Yes, “Polisse” is the sort of cop thriller where people do things like angrily bang on a desktop or sweep everything off it. If it happens once, it must happen six times. But every time it did, I wanted to stand up and cheer, which I‘ve never wanted to do for any such thriller.
All the cops in this movie are mad. The Paris police department here is tightening the screws on its child-protection division, and the bureaucracy has further shortened fuses that were already nubby to begin with. So if a parent is clearly guilty of neglect or molestation and receives a mere slap on the wrist, the men and women in the unit go bonkers.
The entire movie is pitched at a scream. But the screaming is more Janis Joplin, Axl Rose, or Mary J. Blige than Jamie Lee Curtis. All the tears I shed were hard-earned. So were all the laughing and clapping and eye-covering. In each case, it was involuntary. The movie’s power comes from a combination of tremendous graphic bluntness in the interrogation scenes and the unsparing way the men and women on the force talk to each other.
From the first scenes, which are just a throbbing children’s song coupled with leisurely images of kids smiling into the camera and the po-po nabbing a skateboarder, it’s obvious that the director and co-writer, Maïwenn Le Besco — or as she credits herself, simply “Maïwenn” — understands what she wants to do. I felt her movie’s energy bond itself to mine. I wanted to go wherever she wanted to take me, and that place is nowhere so much as the police procedurals that proliferate on television sets around the world. Here the unit comprises men and women with big tempers and an allergy to minced words. When they interrogate young victims, they do so with direct language that Jerry Orbach or Mariska Hargitay would never have used. In pinpointing the nature of sex crimes and exploitation, what good are euphemisms?

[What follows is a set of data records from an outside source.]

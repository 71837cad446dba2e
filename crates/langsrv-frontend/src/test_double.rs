//! A tiny, deterministic in-memory stand-in for the real compiler
//! front-end, used only by this workspace's own test suite.
//!
//! `TestFrontend` understands a minimal line-oriented notation — enough
//! to build a module tree with imports, classes (with a superclass and
//! interfaces), and constructor/method declarations — without pulling in
//! a real parser. It recognizes a few comment-shaped directives so tests
//! can script compiler diagnostics and catastrophic failures:
//!
//! - `// SYNTHETIC` — the next declaration is marked synthetic.
//! - `// ERROR: <message>` — emits a compiler error at that line.
//! - `// FATAL: <message>` — the whole source fails to produce a module.
//!
//! ```text
//! package com.example
//! import java.util.List
//! import com.example.other.*
//!
//! class Widget extends Base implements Drawable {
//!     Widget() {
//!     }
//!     void draw() {
//!     }
//! }
//! ```

use crate::node::{ImportKind, Node, NodeBuilder, NodeKind};
use crate::unit::{CompilationUnit, CompileOutcome, CompilerFrontend, CompilerMessage, Severity};
use langsrv_position::{Position, Range};

/// See the module docs for the notation this front-end understands.
#[derive(Debug, Default)]
pub struct TestFrontend;

impl TestFrontend {
    pub fn new() -> Self {
        Self
    }
}

impl CompilerFrontend for TestFrontend {
    fn compile(&self, unit: &CompilationUnit) -> CompileOutcome {
        let mut outcome = CompileOutcome::default();
        for source in &unit.sources {
            match parse_module(&source.text) {
                Ok(parsed) => {
                    outcome.modules.push((source.uri.clone(), parsed.module));
                    for msg in parsed.messages {
                        outcome.messages.push(CompilerMessage {
                            uri: Some(source.uri.clone()),
                            line: msg.line,
                            column: 0,
                            end_line: msg.line,
                            end_column: msg.line_len,
                            severity: Severity::Error,
                            message: msg.message,
                        });
                    }
                }
                Err(fatal) => {
                    outcome.catastrophic_failures.push(source.uri.clone());
                    outcome.messages.push(CompilerMessage {
                        uri: Some(source.uri.clone()),
                        line: 0,
                        column: 0,
                        end_line: 0,
                        end_column: 0,
                        severity: Severity::Error,
                        message: fatal,
                    });
                }
            }
        }
        outcome
    }
}

struct ParsedMessage {
    line: i64,
    line_len: i64,
    message: String,
}

struct ParsedModule {
    module: Node,
    messages: Vec<ParsedMessage>,
}

fn parse_module(text: &str) -> Result<ParsedModule, String> {
    let lines: Vec<&str> = text.lines().collect();
    let pos_at = |line: usize, col: usize| -> Position { Position::new(line as u32, col as u32) };

    let mut package: Option<String> = None;
    let mut pending_synthetic = false;
    let mut messages = Vec::new();
    let mut top_level = Vec::new();

    let mut i = 0usize;
    while i < lines.len() {
        let raw = lines[i];
        let trimmed = raw.trim();

        if let Some(rest) = trimmed.strip_prefix("package ") {
            package = Some(rest.trim_end_matches(';').trim().to_string());
            i += 1;
            continue;
        }
        if trimmed == "// SYNTHETIC" {
            pending_synthetic = true;
            i += 1;
            continue;
        }
        if let Some(rest) = trimmed.strip_prefix("// ERROR:") {
            messages.push(ParsedMessage {
                line: i as i64,
                line_len: raw.len() as i64,
                message: rest.trim().to_string(),
            });
            i += 1;
            continue;
        }
        if let Some(rest) = trimmed.strip_prefix("// FATAL:") {
            return Err(rest.trim().to_string());
        }
        if let Some(rest) = trimmed.strip_prefix("import ") {
            let (import_kind, name, alias) = parse_import(rest);
            let node = NodeBuilder::new(NodeKind::Import, Range::new(pos_at(i, 0), pos_at(i, raw.len())))
                .synthetic(std::mem::take(&mut pending_synthetic))
                .imported_name(name)
                .import_kind(import_kind);
            let node = if let Some(alias) = alias { node.imported_alias(alias) } else { node };
            top_level.push(node.build());
            i += 1;
            continue;
        }
        if trimmed.starts_with("class ") || trimmed.contains(" class ") {
            let synthetic = std::mem::take(&mut pending_synthetic);
            let (class_node, next_i) = parse_class(&lines, i, package.as_deref(), synthetic, &pos_at);
            top_level.push(class_node);
            i = next_i;
            continue;
        }
        i += 1;
    }

    let module_range = Range::new(
        Position::new(0, 0),
        pos_at(lines.len().saturating_sub(1), lines.last().map(|l| l.len()).unwrap_or(0)),
    );
    let module = NodeBuilder::new(NodeKind::Module, module_range).children(top_level).build();
    Ok(ParsedModule { module, messages })
}

fn parse_import(rest: &str) -> (ImportKind, String, Option<String>) {
    let rest = rest.trim_end_matches(';').trim();
    let (is_static, rest) = match rest.strip_prefix("static ") {
        Some(r) => (true, r.trim()),
        None => (false, rest),
    };
    let (body, alias) = match rest.split_once(" as ") {
        Some((b, a)) => (b.trim(), Some(a.trim().to_string())),
        None => (rest, None),
    };
    let is_star = body.ends_with(".*");
    let kind = match (is_static, is_star) {
        (true, true) => ImportKind::StaticStar,
        (true, false) => ImportKind::Static,
        (false, true) => ImportKind::Star,
        (false, false) => ImportKind::Regular,
    };
    (kind, body.to_string(), alias)
}

fn parse_class(
    lines: &[&str],
    start: usize,
    package: Option<&str>,
    synthetic: bool,
    pos_at: &dyn Fn(usize, usize) -> Position,
) -> (Node, usize) {
    let header = lines[start].trim();
    let (name, superclass, interfaces) = parse_class_header(header);
    let qualified_name = match package {
        Some(pkg) if !pkg.is_empty() => format!("{pkg}.{name}"),
        _ => name.clone(),
    };

    let end = find_matching_close(lines, start);
    let mut members = Vec::new();
    let mut j = start + 1;
    let mut pending_member_synthetic = false;
    while j < end {
        let raw = lines[j];
        let trimmed = raw.trim();
        if trimmed == "// SYNTHETIC" {
            pending_member_synthetic = true;
            j += 1;
            continue;
        }
        if trimmed.ends_with('{') && trimmed.contains('(') {
            let member_end = find_matching_close(lines, j);
            if let Some(member_name) = extract_member_name(trimmed) {
                let kind = if member_name == name { NodeKind::ConstructorDecl } else { NodeKind::MethodDecl };
                let range = Range::new(pos_at(j, 0), pos_at(member_end, lines[member_end].len()));
                members.push(
                    NodeBuilder::new(kind, range)
                        .synthetic(std::mem::take(&mut pending_member_synthetic))
                        .qualified_name(format!("{qualified_name}.{member_name}"))
                        .build(),
                );
            }
            j = member_end + 1;
            continue;
        }
        j += 1;
    }

    let range = Range::new(pos_at(start, 0), pos_at(end, lines[end].len()));
    let mut builder = NodeBuilder::new(NodeKind::ClassDecl, range)
        .synthetic(synthetic)
        .qualified_name(qualified_name)
        .interfaces(interfaces)
        .children(members);
    if let Some(sup) = superclass {
        builder = builder.superclass(sup);
    }
    (builder.build(), end + 1)
}

fn parse_class_header(header: &str) -> (String, Option<String>, Vec<String>) {
    let header = header.trim_end_matches('{').trim();
    let after_class = header.split_once("class ").map(|(_, r)| r).unwrap_or(header).trim();

    let (name_part, rest) = match after_class.split_once("extends") {
        Some((n, r)) => (n.trim(), Some(r.trim())),
        None => match after_class.split_once("implements") {
            Some((n, r)) => (n.trim(), Some(r.trim())),
            None => (after_class.trim(), None),
        },
    };
    let name = name_part.split_whitespace().next().unwrap_or(name_part).to_string();

    let mut superclass = None;
    let mut interfaces = Vec::new();
    if let Some(rest) = rest {
        if let Some((sup, impls)) = rest.split_once("implements") {
            let sup = sup.trim();
            if !sup.is_empty() {
                superclass = Some(sup.to_string());
            }
            interfaces = impls.split(',').map(|s| s.trim().to_string()).filter(|s| !s.is_empty()).collect();
        } else if header.contains("extends") {
            let sup = rest.trim();
            if !sup.is_empty() {
                superclass = Some(sup.to_string());
            }
        } else {
            interfaces = rest.split(',').map(|s| s.trim().to_string()).filter(|s| !s.is_empty()).collect();
        }
    }

    (name, superclass, interfaces)
}

fn extract_member_name(header: &str) -> Option<String> {
    let before_paren = header.split('(').next()?.trim();
    before_paren.split_whitespace().last().map(str::to_string)
}

/// Finds the line index at which the brace opened on `lines[start]`
/// closes, by counting `{`/`}` across lines starting at `start`.
fn find_matching_close(lines: &[&str], start: usize) -> usize {
    let mut depth = 0i32;
    for (offset, line) in lines.iter().enumerate().skip(start) {
        for ch in line.chars() {
            match ch {
                '{' => depth += 1,
                '}' => {
                    depth -= 1;
                    if depth == 0 {
                        return offset;
                    }
                }
                _ => {}
            }
        }
    }
    lines.len().saturating_sub(1)
}

#[cfg(test)]
mod tests {
    use super::*;
    use crate::unit::SourceInput;

    fn compile_one(text: &str) -> CompileOutcome {
        let unit = CompilationUnit::new("/proj").with_sources(vec![SourceInput::new("file:///proj/Widget.groovy", text)]);
        TestFrontend::new().compile(&unit)
    }

    #[test]
    fn parses_imports_and_class_shape() {
        let text = "package com.example\nimport java.util.List\nimport com.example.other.*\n\nclass Widget extends Base implements Drawable, Sized {\n    Widget() {\n    }\n    void draw() {\n    }\n}\n";
        let outcome = compile_one(text);
        assert!(outcome.catastrophic_failures.is_empty());
        assert_eq!(outcome.modules.len(), 1);
        let (_, module) = &outcome.modules[0];
        assert_eq!(module.kind(), NodeKind::Module);

        let imports: Vec<_> = module.children().iter().filter(|n| n.kind() == NodeKind::Import).collect();
        assert_eq!(imports.len(), 2);
        assert_eq!(imports[0].imported_name(), Some("java.util.List"));
        assert_eq!(imports[0].import_kind(), Some(ImportKind::Regular));
        assert_eq!(imports[1].import_kind(), Some(ImportKind::Star));

        let class = module.children().iter().find(|n| n.kind() == NodeKind::ClassDecl).unwrap();
        assert_eq!(class.qualified_name(), Some("com.example.Widget"));
        assert_eq!(class.superclass(), Some("Base"));
        assert_eq!(class.interfaces(), &["Drawable".to_string(), "Sized".to_string()]);

        let ctor = class.children().iter().find(|n| n.kind() == NodeKind::ConstructorDecl);
        assert!(ctor.is_some());
        let method = class.children().iter().find(|n| n.kind() == NodeKind::MethodDecl);
        assert!(method.is_some());
    }

    #[test]
    fn synthetic_directive_marks_next_node() {
        let text = "// SYNTHETIC\nimport java.util.List\nclass Foo {\n}\n";
        let outcome = compile_one(text);
        let (_, module) = &outcome.modules[0];
        let import = module.children().iter().find(|n| n.kind() == NodeKind::Import).unwrap();
        assert!(import.is_synthetic());
    }

    #[test]
    fn error_directive_emits_a_message() {
        let text = "class Foo {\n    // ERROR: unexpected token\n}\n";
        let outcome = compile_one(text);
        assert_eq!(outcome.messages.len(), 1);
        assert!(outcome.messages[0].message.contains("unexpected token"));
    }

    #[test]
    fn fatal_directive_yields_no_module() {
        let text = "// FATAL: parser crashed\nclass Foo {}\n";
        let outcome = compile_one(text);
        assert!(outcome.modules.is_empty());
        assert_eq!(outcome.catastrophic_failures, vec!["file:///proj/Widget.groovy".to_string()]);
    }

    #[test]
    fn node_identities_are_stable_across_repeated_children_calls() {
        let text = "class Foo {\n    void bar() {\n    }\n}\n";
        let outcome = compile_one(text);
        let (_, module) = &outcome.modules[0];
        let a: Vec<_> = module.children().iter().map(Node::id).collect();
        let b: Vec<_> = module.children().iter().map(Node::id).collect();
        assert_eq!(a, b);
    }
}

“Polisse” is so like those shows that it’s utterly unlike them. It’s raw where, say, “SVU” is slick. It’s personal where “CSI” is histrionically forensic. It’s funny where “NCIS” can be labored. The cases come and go, but the film focuses on the detectives (their lives in the office and at home) more than on the crimes. People have complained that the children in “Polisse” get shortchanged. But, in most cases, the abuse speaks for itself — and Maïwenn’s little actors are amazingly subtle emotional specimens. Anyway, I don’t know that she has anything original to say about child abuse: It’s bad. The question here is whether the department and perhaps these righteous cops are making matters worse.
This is a movie about social work and society, not a television show devoted to the myth that socio-legal justice provides closure. I overhead a peer complain that “Polisse” is just a TV pilot. What planet is his TV on? Ultimately, we’re not asked to see anyone as a hero — and thank God, because the men and women protecting Paris’s kids are skankier, more ethically challenged, and more humanly dysfunctional than they are in most movies about cops, where you’re often left to wonder how they get any police work done. Here you sense that work is both saving these people and savaging them; it’s an amplification of who they are and something they can bury their problems within.
Most exhilarating is how Maïwenn has gotten the mostly famous actors — including herself; her co-writer, Emmanuelle Bercot; Karin Viard; Frédéric Pierrot; Marina Foïs; Nicolas Duvauchelle; Naidra Ayadi; Karole Rocher; and the rapper Joeystarr — on the same page. We tend to think about chemistry in terms of sex and romance. But it’s just as crucial with cops and crime, and not because, in this case, the job involves sex and romance. (I’m thinking only about the police; Maïwenn casts herself as the utterly shy yet suddenly sexy photographer whom the gang reluctantly allows to tag along and winds up in the arms of one officer.)
During a few of the interrogations, which often occur at desks amid the other chaos of the office, what the camera catches actors doing in the background or on the margins of the frame is often just as crucial as what’s going on at its center. One superb monologue that Ayadi delivers to a bad dad about the role of women in Islam is a tour de force both as performance and choreography. She goes off, and when her surly target stands up in defiance, the cops behind her all use the same fluttering hand gesture to fan him back to his seat — they are comic Pips to her seismic Gladys Knight.
The ending’s a melodramatic disaster. Maïwenn spends a couple of hours making no false moves and two scenes making nothing but. Still, by that point, the only place left to go for “Polisse,” which won the Grand Jury prize last year at Cannes, is out the window. This is a volcano of a movie that despises secret shames and the people, mostly men, who use sex and bad judgment to impose them. You can imagine a churlish drama in which right and wrong are put through some kind of righteous spelling contest. But the audience knows the difference, so for Maïwenn there’s nothing to spell out. She luxuriates in all the emotional and psychological complexities, while acknowledging that, with children, true innocence can also be a tricky business. Her filmmaking paces and perceives the way Frederick Wiseman’s does. Her transparency simulates his. It’s as if she’s taken one of his documentaries about systems and their discontents and added Sidney Lumet’s grit, naturalism, and fireworks. I might see a better movie in the next few months, but I’m not sure how.